_GIVEN ENTRIES_.
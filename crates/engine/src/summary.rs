//! Performance summary of a finished run

use crate::types::{EquityPoint, Summary, Trade};

/// Reduce a trade list and equity curve to scalar statistics.
///
/// Only completed trades count toward `num_trades` and `win_rate_pct`; a
/// position left open shows up in `end_equity` alone.
pub fn summarize(trades: &[Trade], equity_curve: &[EquityPoint]) -> Summary {
    let (Some(first), Some(last)) = (equity_curve.first(), equity_curve.last()) else {
        return Summary::default();
    };

    let start_equity = first.equity;
    let end_equity = last.equity;
    let total_return_pct = if start_equity != 0.0 {
        (end_equity - start_equity) * 100.0 / start_equity
    } else {
        0.0
    };

    let num_trades = trades.len();
    let win_rate_pct = if num_trades > 0 {
        let wins = trades.iter().filter(|t| t.is_win()).count();
        wins as f64 / num_trades as f64 * 100.0
    } else {
        0.0
    };

    Summary {
        start_equity,
        end_equity,
        total_return_pct,
        max_drawdown_pct: max_drawdown_pct(equity_curve),
        num_trades,
        win_rate_pct,
    }
}

/// Most negative percentage decline from the running peak (0.0 or below).
/// Computed as `(equity - peak) * 100 / peak`.
pub fn max_drawdown_pct(equity_curve: &[EquityPoint]) -> f64 {
    let mut peak = f64::NEG_INFINITY;
    let mut worst = 0.0_f64;

    for point in equity_curve {
        peak = peak.max(point.equity);
        if peak > 0.0 {
            let drawdown = (point.equity - peak) * 100.0 / peak;
            worst = worst.min(drawdown);
        }
    }

    worst
}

_WHAT YOU ARE ASKED TO DO_. Give back, exactly as written, the stretch from the line with "(0.0 or below)." through the line with "for point in", and no other lines from the records above.

_ANSWER SPACE_.
/// Most negative percentage decline from the running peak (0.0 or below).
/// Computed as `(equity - peak) * 100 / peak`.
pub fn max_drawdown_pct(equity_curve: &[EquityPoint]) -> f64 {
    let mut peak = f64::NEG_INFINITY;
    let mut worst = 0.0_f64;

    for point in equity_curve {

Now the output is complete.